◆ Goal of the exercise ◆
Copy each line below that includes "tracing".

◆ Data for the task ◆
┄┄┄┄┄┄
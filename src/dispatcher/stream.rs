//! SSE stream dispatch
//!
//! Both adapters share [`SseEventReader`], so for the same wire bytes the
//! pull stream and the push callback observe the same sequence of elements.

use super::sse::{AsyncEvent, LineOutcome, SseLineDecoder, SseState};
use super::{CallOptions, TransportCore, log_request};
use crate::cancel::{CancellationToken, make_cancellable_stream};
use crate::content::{RequestBody, json_body};
use crate::correlation::{LogContext, TypeTag, log_optional};
use crate::error::{Result, TransportError};
use crate::interceptor::{HttpInterceptor, HttpRequestContext};
use crate::metadata::ApiResponse;
use crate::result::OperationResult;
use bytes::Bytes;
use futures::{Stream, StreamExt};
use reqwest::Method;
use reqwest::header::HeaderMap;
use serde::Serialize;
use std::marker::PhantomData;
use std::pin::Pin;
use std::sync::Arc;
use tokio::io::AsyncRead;
use tokio_util::codec::{FramedRead, LinesCodec, LinesCodecError};
use tokio_util::io::StreamReader;

/// Pull-based stream of decoded events.
pub type EventStream<T> = Pin<Box<dyn Stream<Item = OperationResult<AsyncEvent<T>>> + Send>>;

type ByteStream = Pin<Box<dyn Stream<Item = std::io::Result<Bytes>> + Send>>;
type ResponseReader = StreamReader<ByteStream, Bytes>;

/// How a push-style stream ended.
#[derive(Debug, Clone, Copy, PartialEq, Eq)]
pub enum StreamOutcome {
    /// `[DONE]` was seen or the body ended.
    Completed,
    /// The call or a line failed; the error was delivered to the callback.
    Errored,
    Cancelled,
}

impl From<SseState> for StreamOutcome {
    fn from(state: SseState) -> Self {
        match state {
            SseState::AwaitingLine | SseState::Completed => StreamOutcome::Completed,
            SseState::Errored => StreamOutcome::Errored,
            SseState::Cancelled => StreamOutcome::Cancelled,
        }
    }
}

/// Longest SSE line accepted before the stream fails.
pub const DEFAULT_MAX_LINE_BYTES: usize = 4 * 1024 * 1024;

/// Reads lines from a response body and decodes them into events.
///
/// Lines are buffered whole; one longer than the configured maximum ends the
/// stream with a transport error.
pub struct SseEventReader<T, R> {
    lines: FramedRead<R, LinesCodec>,
    max_line_bytes: usize,
    decoder: SseLineDecoder,
    headers: HeaderMap,
    status: u16,
    cancel: CancellationToken,
    observer: Option<(HttpRequestContext, Vec<Arc<dyn HttpInterceptor>>)>,
    log: Option<LogContext>,
    tag: TypeTag,
    _marker: PhantomData<fn() -> T>,
}

impl<T, R> SseEventReader<T, R>
where
    T: ApiResponse,
    R: AsyncRead + Unpin,
{
    /// `headers` feed metadata enrichment of every event; `status` is
    /// reported on each successful element.
    pub fn new(reader: R, headers: HeaderMap, status: u16, cancel: CancellationToken) -> Self {
        Self {
            lines: FramedRead::new(reader, LinesCodec::new_with_max_length(DEFAULT_MAX_LINE_BYTES)),
            max_line_bytes: DEFAULT_MAX_LINE_BYTES,
            decoder: SseLineDecoder::new(),
            headers,
            status,
            cancel,
            observer: None,
            log: None,
            tag: TypeTag::of::<AsyncEvent<T>>(),
            _marker: PhantomData,
        }
    }

    pub fn with_max_line_bytes(mut self, max: usize) -> Self {
        let codec = LinesCodec::new_with_max_length(max);
        self.lines = FramedRead::new(self.lines.into_inner(), codec);
        self.max_line_bytes = max;
        self
    }

    pub(crate) fn with_observer(
        mut self,
        ctx: HttpRequestContext,
        interceptors: Vec<Arc<dyn HttpInterceptor>>,
    ) -> Self {
        if !interceptors.is_empty() {
            self.observer = Some((ctx, interceptors));
        }
        self
    }

    pub(crate) fn with_log(mut self, log: Option<LogContext>) -> Self {
        self.log = log;
        self
    }

    pub fn state(&self) -> SseState {
        self.decoder.state()
    }

    /// Next element, or `None` once the stream is finished. After a decode
    /// or I/O error has been returned, the stream is finished.
    pub async fn next_event(&mut self) -> Option<OperationResult<AsyncEvent<T>>> {
        loop {
            if self.decoder.state().is_terminal() {
                return None;
            }

            let cancel = self.cancel.clone();
            let next = tokio::select! {
                biased;
                _ = cancel.cancelled() => None,
                line = self.lines.next() => Some(line),
            };
            let line = match next {
                None => {
                    self.decoder.finish(SseState::Cancelled);
                    return None;
                }
                Some(Some(Ok(line))) => line,
                Some(None) => {
                    self.decoder.finish(SseState::Completed);
                    return None;
                }
                Some(Some(Err(e))) => {
                    self.decoder.finish(SseState::Errored);
                    let err = match e {
                        LinesCodecError::MaxLineLengthExceeded => TransportError::Parse(format!(
                            "SSE line exceeds {} bytes",
                            self.max_line_bytes
                        )),
                        LinesCodecError::Io(e) => TransportError::from(e),
                    };
                    return Some(err.into());
                }
            };

            if let Some((ctx, interceptors)) = &self.observer {
                for interceptor in interceptors {
                    interceptor.on_sse_line(ctx, &line);
                }
            }

            match self.decoder.decode::<T>(&line, &self.headers) {
                LineOutcome::Skip => continue,
                LineOutcome::Done => return None,
                LineOutcome::Event(event) => {
                    log_optional(self.log.as_ref(), &self.tag, &line).await;
                    return Some(OperationResult::ok(event, self.status));
                }
                LineOutcome::Error(e) => {
                    tracing::debug!(target: "siumai_transport::http", error = %e, "SSE line rejected");
                    return Some(e.into());
                }
            }
        }
    }
}

/// Opens SSE streams over a shared [`TransportCore`].
#[derive(Clone)]
pub struct SseStreamDispatcher {
    core: Arc<TransportCore>,
}

impl SseStreamDispatcher {
    pub fn new(core: Arc<TransportCore>) -> Self {
        Self { core }
    }

    pub fn core(&self) -> &TransportCore {
        &self.core
    }

    /// Pull adapter. The payload is encoded eagerly; the request is sent on
    /// the first poll. Cancelling `options.cancel` ends the stream without a
    /// further element.
    pub fn stream<P, T>(
        &self,
        method: Method,
        uri: &str,
        payload: Option<&P>,
        options: &CallOptions,
    ) -> EventStream<T>
    where
        P: Serialize + ?Sized,
        T: ApiResponse,
    {
        match encode(payload) {
            Ok(body) => self.open_stream(method, uri, body, TypeTag::of::<P>(), options),
            Err(e) => {
                let ctx = self.core.context(uri, true);
                self.core.notify_error(&ctx, &e);
                let failed: OperationResult<AsyncEvent<T>> = e.into();
                Box::pin(futures::stream::iter([failed]))
            }
        }
    }

    /// Pull adapter over a pre-built body.
    pub fn stream_request<T: ApiResponse>(
        &self,
        method: Method,
        uri: &str,
        body: RequestBody,
        options: &CallOptions,
    ) -> EventStream<T> {
        self.open_stream(method, uri, body, TypeTag::new("RequestBody"), options)
    }

    /// Push adapter: `on_event` is invoked for every element, in order, and
    /// never after cancellation has been observed.
    pub async fn stream_with_callback<P, T, F>(
        &self,
        method: Method,
        uri: &str,
        payload: Option<&P>,
        options: &CallOptions,
        mut on_event: F,
    ) -> StreamOutcome
    where
        P: Serialize + ?Sized + Sync,
        T: ApiResponse,
        F: FnMut(OperationResult<AsyncEvent<T>>) + Send,
    {
        let ctx = self.core.context(uri, true);
        let log = self.core.create_log();
        let opened = match encode(payload) {
            Ok(body) => {
                open_reader::<T>(&self.core, &ctx, log, method, uri, body, TypeTag::of::<P>(), options)
                    .await
            }
            Err(e) => Err(e),
        };
        let mut reader = match opened {
            Ok(reader) => reader,
            Err(TransportError::Cancelled) => return StreamOutcome::Cancelled,
            Err(e) => {
                self.core.notify_error(&ctx, &e);
                on_event(e.into());
                return StreamOutcome::Errored;
            }
        };

        while let Some(item) = reader.next_event().await {
            if options.cancel.is_cancelled() {
                return StreamOutcome::Cancelled;
            }
            on_event(item);
        }
        reader.state().into()
    }

    fn open_stream<T: ApiResponse>(
        &self,
        method: Method,
        uri: &str,
        body: RequestBody,
        request_tag: TypeTag,
        options: &CallOptions,
    ) -> EventStream<T> {
        let core = self.core.clone();
        let uri = uri.to_string();
        let options = options.clone();
        let cancel = options.cancel.clone();

        let events = async_stream::stream! {
            let ctx = core.context(&uri, true);
            let log = core.create_log();
            match open_reader::<T>(&core, &ctx, log, method, &uri, body, request_tag, &options).await {
                Ok(mut reader) => {
                    while let Some(item) = reader.next_event().await {
                        yield item;
                    }
                }
                Err(TransportError::Cancelled) => {}
                Err(e) => {
                    core.notify_error(&ctx, &e);
                    yield OperationResult::from(e);
                }
            }
        };
        Box::pin(make_cancellable_stream(Box::pin(events), cancel))
    }
}

fn encode<P: Serialize + ?Sized>(payload: Option<&P>) -> Result<RequestBody> {
    payload.map(json_body).transpose().map(Option::unwrap_or_default)
}

#[allow(clippy::too_many_arguments)]
async fn open_reader<T: ApiResponse>(
    core: &TransportCore,
    ctx: &HttpRequestContext,
    log: Option<LogContext>,
    method: Method,
    uri: &str,
    body: RequestBody,
    request_tag: TypeTag,
    options: &CallOptions,
) -> Result<SseEventReader<T, ResponseReader>> {
    let cancel = &options.cancel;
    let spec = core.prepare(ctx, method, uri, body, options)?;
    log_request(log.as_ref(), &request_tag, spec.json_body()).await;

    tracing::debug!(
        target: "siumai_transport::http",
        request_id = %ctx.request_id,
        url = %spec.url,
        "opening SSE stream"
    );
    let resp = core.send(ctx, spec, cancel).await?;
    if !resp.status().is_success() {
        return Err(TransportCore::protocol_error(resp, cancel).await);
    }

    let status = resp.status().as_u16();
    let headers = resp.headers().clone();
    let bytes: ByteStream = Box::pin(
        resp.bytes_stream()
            .map(|chunk| chunk.map_err(std::io::Error::other)),
    );
    Ok(
        SseEventReader::new(StreamReader::new(bytes), headers, status, cancel.clone())
            .with_observer(ctx.clone(), core.interceptors().to_vec())
            .with_log(log),
    )
}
┄┄┄┄┄┄
◆ Output of the exercise ◆
                    tracing::debug!(target: "siumai_transport::http", error = %e, "SSE line rejected");
    tracing::debug!(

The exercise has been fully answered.